Agreement (=), 19 cases; partial (··), 13 cases; disagreement (×), 19 cases.
| A | B | A | B | A | B | A | B | A | B | ||||||
| Fore | 42 | = | 42 | 21 | = | 21 | 40 | = | 40 | 6 | = | 6 | 1 | = | 1 |
| Middle | 42 | = | 42 | 8 | = | 8 | 32 | × | 42 | 15 | ·· | 32 | 42 | = | 42 |
| Ring | 42 | = | 42 | 8 | = | 8 | 42 | = | 42 | 33 | = | 33 | 40 | × | 19 |
| Fore | 42 | = | 42 | 43 | × | 15 | 1 | = | 1 | 15 | × | 34 | 2 | ·· | 42 |
| Middle | 42 | = | 42 | 42 | ·· | 40 | 1 | × | 40 | 42 | = | 42 | 42 | = | 42 |
| Ring | 42 | ·· | 46 | 35 | = | 35 | 40 | ·· | 42 | 14 | × | 32 | 42 | × | 14 |
| Fore | 49 | ·· | 14 | 15 | × | 49 | 15 | ·· | 16 | 1 | × | 42 | 1 | × | 15 |
| Middle | 42 | = | 42 | 23 | × | 14 | 19 | × | 42 | 42 | ·· | 48 | 32 | × | 22 |
| Ring | 9 | ·· | 32 | 14 | ·· | 16 | 6 | ·· | 18 | 42 | × | 8 | 18 | × | 23 |
| Fore | 48 | × | 33 | (loop) | × | 9 | |||||||||
| Middle | 42 | × | 22 | 48 | × | 22 | |||||||||
| Ring | 14 | ·· | 6 | 9 | ·· | 35 | |||||||||
The result is that out of the seventeen sets (=51 couplets), two sets agree in all their three couplets of fingers; four sets agree in two; five sets agree in one of the couplets.
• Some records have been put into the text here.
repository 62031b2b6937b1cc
pub mod completions;
pub mod man;
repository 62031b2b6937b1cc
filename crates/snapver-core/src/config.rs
//! Configuration loading and discovery.
//!
//! This module provides configuration file discovery by:
//! 1. Walking up from the current directory to find project config
//! 2. Loading user config from XDG config directory
//! 3. Merging with sensible defaults
//!
//! # Supported formats
//!
//! The following configuration file formats are supported:
//! - TOML (`.toml`)
//! - YAML (`.yaml`, `.yml`)
//! - JSON (`.json`)
//!
//! # Config file locations (in order of precedence, highest first):
//! - `.snapver.<ext>` in current directory or any parent
//! - `snapver.<ext>` in current directory or any parent
//! - `~/.config/snapver/config.<ext>` (user config)
//!
//! Where `<ext>` is one of: `toml`, `yaml`, `yml`, `json`
//!
//! # Example
//! ```no_run
//! use camino::Utf8PathBuf;
//! use snapver_core::config::ConfigLoader;
//!
//! let cwd = std::env::current_dir().unwrap();
//! let cwd = Utf8PathBuf::try_from(cwd).expect("current directory is not valid UTF-8");
//! let config = ConfigLoader::new()
//!     .with_project_search(&cwd)
//!     .load()
//!     .unwrap();
//! ```

use camino::{Utf8Path, Utf8PathBuf};
use figment::Figment;
use figment::providers::{Format, Json, Serialized, Toml, Yaml};
use serde::{Deserialize, Serialize};

use crate::error::{ConfigError, ConfigResult};

/// The configuration for snapver.
///
/// Deserialized from config files found during discovery (TOML, YAML, or
/// JSON). Everything is optional; defaults cover the common layout of a
/// `VERSION` file at the repository root.
#[derive(Debug, Clone, Default, Deserialize, Serialize, PartialEq, Eq)]
#[serde(default)]
pub struct Config {
    /// Log level for the application (e.g., "debug", "info", "warn", "error").
    pub log_level: LogLevel,
    /// Directory for log files (falls back to platform defaults if unset).
    pub log_dir: Option<Utf8PathBuf>,
    /// Path to the version file, relative to the working directory
    /// (default: `VERSION`).
    pub version_file: Option<Utf8PathBuf>,
}

/// Log level configuration.
#[derive(Debug, Clone, Default, Deserialize, Serialize, PartialEq, Eq)]
#[serde(rename_all = "lowercase")]
pub enum LogLevel {
    /// Verbose output for debugging and development.
    Debug,
    /// Standard operational information (default).
    #[default]
    Info,
    /// Warnings about potential issues.
    Warn,
    /// Errors that indicate failures.
    Error,
}

impl LogLevel {
    /// Returns the log level as a lowercase string slice.
    pub const fn as_str(&self) -> &'static str {
        match self {
            Self::Debug => "debug",
            Self::Info => "info",
            Self::Warn => "warn",
            Self::Error => "error",
        }
    }
}

/// Supported configuration file extensions (in order of preference).
const CONFIG_EXTENSIONS: &[&str] = &["toml", "yaml", "yml", "json"];

/// Application name for XDG directory lookup and config file names.
const APP_NAME: &str = "snapver";

/// Builder for loading configuration from multiple sources.
#[derive(Debug, Default)]
pub struct ConfigLoader {
    /// Starting directory for project config search.
    project_search_root: Option<Utf8PathBuf>,
    /// Whether to include user config from XDG directory.
    include_user_config: bool,
    /// Stop searching when we hit a directory containing this file/dir.
    boundary_marker: Option<String>,
    /// Explicit config files to load (for testing or programmatic use).
    explicit_files: Vec<Utf8PathBuf>,
}

impl ConfigLoader {
    /// Create a new config loader with default settings.
    pub fn new() -> Self {
        Self {
            project_search_root: None,
            include_user_config: true,
            boundary_marker: Some(".git".to_string()),
            explicit_files: Vec::new(),
        }
    }

    /// Set the starting directory for project config search.
    ///
    /// The loader will walk up from this directory looking for config files.
    pub fn with_project_search<P: AsRef<Utf8Path>>(mut self, path: P) -> Self {
        self.project_search_root = Some(path.as_ref().to_path_buf());
        self
    }

    /// Set whether to include user config from `~/.config/snapver/`.
    pub const fn with_user_config(mut self, include: bool) -> Self {
        self.include_user_config = include;
        self
    }

    /// Set a boundary marker to stop directory traversal.
    ///
    /// When walking up directories, stop if we find a directory containing
    /// this file or directory name. Default is `.git`.
    pub fn with_boundary_marker<S: Into<String>>(mut self, marker: S) -> Self {
        self.boundary_marker = Some(marker.into());
        self
    }

    /// Disable boundary marker (search all the way to filesystem root).
    pub fn without_boundary_marker(mut self) -> Self {
        self.boundary_marker = None;
        self
    }

    /// Add an explicit config file to load.
    ///
    /// Files are loaded in order, with later files taking precedence.
    /// Explicit files are loaded after discovered files.
    pub fn with_file<P: AsRef<Utf8Path>>(mut self, path: P) -> Self {
        self.explicit_files.push(path.as_ref().to_path_buf());
        self
    }

    /// Load configuration, merging all discovered sources.
    ///
    /// Precedence (highest to lowest):
    /// 1. Explicit files (in order added via `with_file`)
    /// 2. Project config (closest to search root)
    /// 3. User config (`~/.config/snapver/config.<ext>`)
    /// 4. Default values
    #[tracing::instrument(skip(self), fields(search_root = ?self.project_search_root))]
    pub fn load(self) -> ConfigResult<Config> {
        tracing::debug!("loading configuration");
        let mut figment = Figment::new().merge(Serialized::defaults(Config::default()));

        // Start with user config (lowest precedence of file sources)
        if self.include_user_config
            && let Some(user_config) = self.find_user_config()
        {
            figment = Self::merge_file(figment, &user_config);
        }

        // Add project config
        if let Some(ref root) = self.project_search_root
            && let Some(project_config) = self.find_project_config(root)
        {
            figment = Self::merge_file(figment, &project_config);
        }

        // Add explicit files (highest precedence)
        for file in &self.explicit_files {
            figment = Self::merge_file(figment, file);
        }

        let config: Config = figment
            .extract()
            .map_err(|e| ConfigError::Deserialize(Box::new(e)))?;
        tracing::debug!(
            log_level = config.log_level.as_str(),
            "configuration loaded"
        );
        Ok(config)
    }

    /// Find project config by walking up from the given directory.
    fn find_project_config(&self, start: &Utf8Path) -> Option<Utf8PathBuf> {
        let mut current = Some(start.to_path_buf());

        while let Some(dir) = current {
            // Check for config files in this directory (try each extension)
            for ext in CONFIG_EXTENSIONS {
                // Try dotfile first (.snapver.toml)
                let dotfile = dir.join(format!(".{APP_NAME}.{ext}"));
                if dotfile.is_file() {
                    return Some(dotfile);
                }

                // Then try regular name (snapver.toml)
                let regular = dir.join(format!("{APP_NAME}.{ext}"));
                if regular.is_file() {
                    return Some(regular);
                }
            }

            // The marker directory itself is searched; its parents are not
            if let Some(ref marker) = self.boundary_marker
                && dir.join(marker).exists()
            {
                break;
            }

            current = dir.parent().map(Utf8Path::to_path_buf);
        }

        None
    }

    /// Find user config in XDG config directory.
    fn find_user_config(&self) -> Option<Utf8PathBuf> {
        let proj_dirs = directories::ProjectDirs::from("", "", APP_NAME)?;
        let config_dir = proj_dirs.config_dir();

        // Try each supported extension
        for ext in CONFIG_EXTENSIONS {
            let config_path = config_dir.join(format!("config.{ext}"));
            if config_path.is_file() {
                return Utf8PathBuf::from_path_buf(config_path).ok();
            }
        }

        None
    }

    /// Merge a config file into the figment, detecting format from extension.
    fn merge_file(figment: Figment, path: &Utf8Path) -> Figment {
        match path.extension() {
            Some("toml") => figment.merge(Toml::file_exact(path.as_str())),
            Some("yaml" | "yml") => figment.merge(Yaml::file_exact(path.as_str())),
            Some("json") => figment.merge(Json::file_exact(path.as_str())),
            _ => figment.merge(Toml::file_exact(path.as_str())),
        }
    }
}

/// Find the project config file path without loading it.
///
/// Useful for commands that need to know where config is located.
pub fn find_project_config<P: AsRef<Utf8Path>>(start: P) -> Option<Utf8PathBuf> {
    ConfigLoader::new()
        .with_project_search(start.as_ref())
        .without_boundary_marker()
        .find_project_config(start.as_ref())
}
There are instances of partial agreement in five others, and a disagreement throughout in only one of the seventeen sets. In another collection of seventeen sets, made to compare with this, six agreed in two of their three couplets, and five agreed in one of them. There cannot then be the slightest doubt as to the strong tendency to resemblance in the finger patterns in twins.
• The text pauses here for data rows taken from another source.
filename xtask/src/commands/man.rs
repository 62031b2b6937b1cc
use std::fs;
use std::path::PathBuf;

use clap::Args;

#[derive(Args, Debug)]
pub struct ManArgs {
    /// Output directory (default: dist/share/man/man1)
    #[arg(long = "out-dir", default_value = "dist/share/man/man1")]
    pub out_dir: PathBuf,
}

pub fn cmd_man(args: ManArgs) -> Result<(), String> {
    let out_dir = crate::workspace_root().join(args.out_dir);
    fs::create_dir_all(&out_dir).map_err(|e| format!("{}: {e}", out_dir.display()))?;

    // Generate main command manpage
    let cmd = snapver::command();
    let man = clap_mangen::Man::new(cmd.clone());
    let mut buffer: Vec<u8> = Vec::new();
    man.render(&mut buffer)
        .map_err(|e| format!("render manpage: {e}"))?;

    let man_path = out_dir.join("snapver.1");
    fs::write(&man_path, buffer).map_err(|e| format!("{}: {e}", man_path.display()))?;
    println!("wrote {}", man_path.display());

    // Generate subcommand manpages
    for subcommand in cmd.get_subcommands() {
        let name = subcommand.get_name();
        let man = clap_mangen::Man::new(subcommand.clone());
        let mut buffer: Vec<u8> = Vec::new();
        man.render(&mut buffer)
            .map_err(|e| format!("render manpage for {name}: {e}"))?;

        let man_path = out_dir.join(format!("snapver-{name}.1"));
        fs::write(&man_path, buffer).map_err(|e| format!("{}: {e}", man_path.display()))?;
        println!("wrote {}", man_path.display());
    }

    Ok(())
}
//! Release command — thin CLI layer over `snapver_core::promote`.

use anyhow::Context;
use clap::Args;
use owo_colors::OwoColorize;
use tracing::{debug, instrument};

use snapver_core::config::Config;
use snapver_core::promote::{self, PromoteError};
use snapver_core::store::VersionStore;

use crate::prompt::StdPrompter;

/// Arguments for the `release` subcommand.
#[derive(Args, Debug)]
pub struct ReleaseArgs {
    /// Set the release version explicitly instead of prompting (e.g., "1.2.3")
    #[arg(long, value_name = "VERSION")]
    pub version: Option<String>,

    /// Accept a downgrade without asking for confirmation
    #[arg(short, long)]
    pub yes: bool,

    /// Run without making changes (show what would happen)
    #[arg(long)]
    pub dry_run: bool,
}

/// Execute the release command.
#[instrument(name = "cmd_release", skip_all, fields(json_output))]
pub fn cmd_release(
    args: ReleaseArgs,
    global_json: bool,
    config: &Config,
    cwd: &camino::Utf8Path,
) -> anyhow::Result<()> {
    debug!(json_output = global_json, "executing release command");

    let store = VersionStore::resolve(cwd, config);
    let dev_line = store.read_line().context("cannot read version file")?;

    // All decisions happen in core; the file is written only once a version
    // has been finalized, so failed runs leave it untouched.
    let mut prompter = StdPrompter::new();
    let chosen = match promote::run_promotion(
        &dev_line,
        args.version.as_deref(),
        args.yes,
        &mut prompter,
    ) {
        Ok(version) => version,
        Err(PromoteError::Aborted) => {
            if !global_json {
                println!("{}", "Aborted.".yellow());
            }
            anyhow::bail!("release aborted by operator");
        }
        Err(err) => return Err(err).context("release promotion failed"),
    };

    if global_json {
        let payload = serde_json::json!({
            "previous": dev_line,
            "released": chosen.to_string(),
            "file": store.path().as_str(),
            "dry_run": args.dry_run,
        });
        println!("{}", serde_json::to_string_pretty(&payload)?);
    } else {
        println!(
            "{}: {} → {}",
            "Release".bold(),
            dev_line.dimmed(),
            chosen.to_string().green().bold()
        );
    }

    if args.dry_run {
        if !global_json {
            println!();
            println!("{}", "Dry run — no changes made.".yellow());
        }
        return Ok(());
    }

    store
        .write_line(&chosen.to_string())
        .context("failed to update version file")?;

    if !global_json {
        println!(
            "  {} {} written to {}",
            "✓".green(),
            chosen.to_string().green().bold(),
            store.path().cyan()
        );
    }

    Ok(())
}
This remark must by no means be forced into the sense of meaning that the similarity is so great, that the finger print of one twin might occasionally be mistaken for that of the other. When patterns fall into the same class, their general forms may be conspicuously different (see [p. 74]), while their smaller details, namely, the number of ridges and the minutiæ, are practically independent of the pattern.
It may be mentioned that I have an inquiry in view, which has not yet been fairly begun, owing to the want of sufficient data, namely to determine the minutest biological unit that may be hereditarily transmissible. The minutiæ in the finger prints of twins seem suitable objects for this purpose.
Children of like-patterned Parents.—When two parents are alike, the average resemblance, in stature at all events, which their children bear to them, is as close as the fraternal resemblance between the children, and twice as close as that which the children bear to either parent separately, when the parents are unlike.
The fifty-eight parentages affording fifty couplets of the fore, middle, and ring-fingers respectively give 58 × 3 = 174 parental couplets in all; of these, 27 or 14 per cent are alike in their pattern, as shown by Table XXVIII. The total number of children to these twenty-seven pairs is 109, of which 59 (or 54 per cent) have the same pattern as their parents. This fact requires analysis, as on account of the great frequency of loops, and especially of the pattern No. 42 on the middle finger, a large number of the cases of similarity of pattern between child and parents would be mere random coincidences.